Suspected rundll32.exe infected

By phonb
Mar 19, 2008
  1. The windows app rundll32.exe has been running constant in task manager for a couple days now. Memory usage ranges 48k - 6000k. Seems to affect performance of cpu taxing applications and games. Size of the file in my windows/system32 directory is 32kb. I read somewhere that the rundll32.exe should be smaller than this. Scanned comp for spyware/malware/virus and cleaned a few files. I think anitvirus skips over this file because its a windows exe. Although the rundll32 process still begins at startup and does not disappear. I'll force close it and have no problems running my system. Is there a way to replace this file safely?
  2. phonb

    phonb TS Rookie Topic Starter Posts: 45

    after further examination of task manager. winlogon.exe is also open. I dont recall this process being constantly open in the past...
  3. kritius

    kritius TS Guru Posts: 2,084

    winlogon.exe is a process belonging to the Windows login manager. It handles the login and logout procedures on your system. This program is important for the stable and secure running of your computer and should not be terminated.
  4. acidosmosis

    acidosmosis TechSpot Chancellor Posts: 1,350

    You can close any process that you wish and it won't physically harm anything. It may close applications that you are using by doing so, but the worst case scenario is having to restart.

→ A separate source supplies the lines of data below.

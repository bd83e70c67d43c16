//! Record models persisted per collection key and small collection-editing helpers.

use serde::{Deserialize, Serialize};

#[derive(Debug, Clone, Copy, PartialEq, Eq, Hash)]
/// Collection keys persisted by the record store.
pub enum Collection {
    /// City catalog (`cities`).
    Cities,
    /// Department catalog (`departments`).
    Departments,
    /// Profession catalog (`professions`).
    Professions,
    /// User directory (`users`).
    Users,
}

impl Collection {
    /// Every persisted collection, in seed order.
    pub const ALL: [Self; 4] = [
        Self::Cities,
        Self::Departments,
        Self::Professions,
        Self::Users,
    ];

    /// Storage key for the collection.
    pub const fn key(self) -> &'static str {
        match self {
            Self::Cities => "cities",
            Self::Departments => "departments",
            Self::Professions => "professions",
            Self::Users => "users",
        }
    }
}

/// Record types addressable by a string id inside a collection.
pub trait StoredRecord {
    /// Returns the record id.
    fn record_id(&self) -> &str;
}

#[derive(Debug, Clone, PartialEq, Eq, Hash, Serialize, Deserialize)]
#[serde(rename_all = "camelCase")]
/// Named, coded catalog entry shared by cities, departments, and professions.
pub struct CatalogEntry {
    /// Record id.
    pub id: String,
    /// Display name.
    pub name: String,
    /// Short code.
    pub code: String,
    /// Whether the entry is active.
    pub is_active: bool,
}

impl StoredRecord for CatalogEntry {
    fn record_id(&self) -> &str {
        &self.id
    }
}

#[derive(Debug, Clone, PartialEq, Eq, Hash, Serialize, Deserialize)]
#[serde(rename_all = "camelCase")]
/// User directory entry referencing catalog entries by id.
pub struct UserRecord {
    /// Record id.
    pub id: String,
    /// Full name.
    pub name: String,
    /// Login name.
    pub username: String,
    /// Contact email.
    pub email: String,
    /// Referenced city id.
    pub city_id: String,
    /// Referenced department id.
    pub department_id: String,
    /// Referenced profession id.
    pub profession_id: String,
    /// Whether the user is active.
    pub is_active: bool,
}

impl StoredRecord for UserRecord {
    fn record_id(&self) -> &str {
        &self.id
    }
}

/// Finds a record by id.
pub fn find_record<'a, T: StoredRecord>(records: &'a [T], id: &str) -> Option<&'a T> {
    records.iter().find(|record| record.record_id() == id)
}

/// Appends a new record at the end of the collection.
pub fn append_record<T: StoredRecord>(records: &mut Vec<T>, record: T) {
    records.push(record);
}

/// Replaces the record sharing `record`'s id in place.
///
/// Returns `false` and leaves the collection untouched when no record has that id.
pub fn replace_record<T: StoredRecord>(records: &mut [T], record: T) -> bool {
    match records
        .iter_mut()
        .find(|existing| existing.record_id() == record.record_id())
    {
        Some(slot) => {
            *slot = record;
            true
        }
        None => false,
    }
}

/// Removes and returns the record with `id`, if present.
pub fn remove_record<T: StoredRecord>(records: &mut Vec<T>, id: &str) -> Option<T> {
    let index = records.iter().position(|record| record.record_id() == id)?;
    Some(records.remove(index))
}

#[cfg(test)]
mod tests {
    use pretty_assertions::assert_eq;

    use super::*;

    fn entry(id: &str, name: &str) -> CatalogEntry {
        CatalogEntry {
            id: id.to_string(),
            name: name.to_string(),
            code: name[..3].to_uppercase(),
            is_active: true,
        }
    }

    #[test]
    fn replace_keeps_position_and_ignores_unknown_ids() {
        let mut records = vec![entry("1", "Bogotá"), entry("2", "Medellín")];

        assert!(replace_record(&mut records, entry("1", "Tunja")));
        assert_eq!(records[0].name, "Tunja");
        assert_eq!(records[1].name, "Medellín");

        assert!(!replace_record(&mut records, entry("9", "Pasto")));
        assert_eq!(records.len(), 2);
    }

    #[test]
    fn remove_returns_the_removed_record() {
        let mut records = vec![entry("1", "Bogotá"), entry("2", "Medellín")];
        let removed = remove_record(&mut records, "1").expect("removed");
        assert_eq!(removed.name, "Bogotá");
        assert_eq!(records, vec![entry("2", "Medellín")]);
        assert_eq!(remove_record(&mut records, "1"), None);
    }

    #[test]
    fn user_record_uses_camel_case_foreign_keys() {
        let raw = r#"{"id":"1","name":"Juan Pérez","username":"jperez","email":"jperez@email.com","cityId":"1","departmentId":"2","professionId":"3","isActive":false}"#;
        let user: UserRecord = serde_json::from_str(raw).expect("parse user");
        assert_eq!(user.city_id, "1");
        assert_eq!(user.department_id, "2");
        assert_eq!(user.profession_id, "3");
        assert!(!user.is_active);
        assert_eq!(find_record(&[user.clone()], "1"), Some(&user));
    }
}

    Did you scan with AV software? You didn't mention anything further about an infection.

    If you suspect that there is a problem with RUNDLL32.EXE, open a command prompt (type "CMD" in Run) and type "SFC /SCANNOW". I'm not entirely sure if RUNDLL32.EXE is one of the files that it checks, but I would assume so. If it finds a problem with the file, you will need your Windows CD.

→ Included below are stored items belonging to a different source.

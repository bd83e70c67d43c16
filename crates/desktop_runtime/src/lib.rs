//! Desktop runtime: window registry, window manager, launcher, taskbar, and shell components.

pub mod apps;
pub mod components;
mod effect_executor;
pub mod icons;
pub mod model;
pub mod reducer;
pub mod registry;
mod runtime_context;
pub mod window_manager;

pub use components::{use_desktop_runtime, DesktopProvider, DesktopRuntimeContext, DesktopShell};
pub use model::*;
pub use reducer::{reduce_desktop, DesktopAction, RuntimeEffect};
pub use window_manager::{WindowManager, WindowPlacement};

    Either way, go ahead and perform a virus scan. It can't hurt and since you think something is wrong, it's one of the first steps. If you don't have AV software installed and are having trouble installing anything at this point, try an online scan.

    I hate Symantec AV, but it's only an online scan and you're not having to install that piece of crap. :p

    By the way, I know everyone has a slightly different opinion about their favorite anti-virus software, but personally I like Avast because of it's boot-time scan feature. Viruses are tricky to get rid of while the OS is running and the boot-time scan gets around that. So, if you need one, that is what I recommend.
  5. phonb

    phonb TS Rookie Topic Starter Posts: 45

    Thx acidosmosis. I scanned with my Comodo Firewall, and AVG Free Edition and came up clean. I also ran a scan with Spybot SD and successfully deleted two trojans.

    I did the suggested check of scanning my windows files in CMD and it did come up asking for my Windows XP SP2 disc. However, the task does not recognize it as the correct cdrom (of which I am positive it is). Now before I go to reinstall windows I want to be sure none of my files/settings/themes/etc will be affected. Also upon further exploration of the windows cd I found the file RUNDLL32.EX_ . Is it safe to rename this file to replace the suspected corrupt one in the system32 folder?
  6. acidosmosis

    acidosmosis TechSpot Chancellor Posts: 1,350

    Not sure. I doubt it's that simple though. I can't remember what purpose those .EX_ files serve. Then there is always a chance that it may be corrupted too. I doubt it's infected, but that's also possible (if there was an infection).

    When you say it doesn't recognize it as the correct CD-ROM, are you saying it doesn't think that the Windows XP CD is the correct CD? If you have SP2 installed, the Windows XP CD needs to be a Windows XP CD with SP2. If you have SP2 installed, are you sure that the CD you have is a SP2 CD? If it's not a SP2 CD then I'm not exactly sure how to get around that. I'm assuming you could download SP2, extract the files and burn them to a CD with the I386 folder in the same place that it is located on a Windows XP CD.

    It would be a lot easier if they would just let you point it to another location to find the files that it needs. That's one thing I hate about System File Checker. I wonder if they changed that in Vista.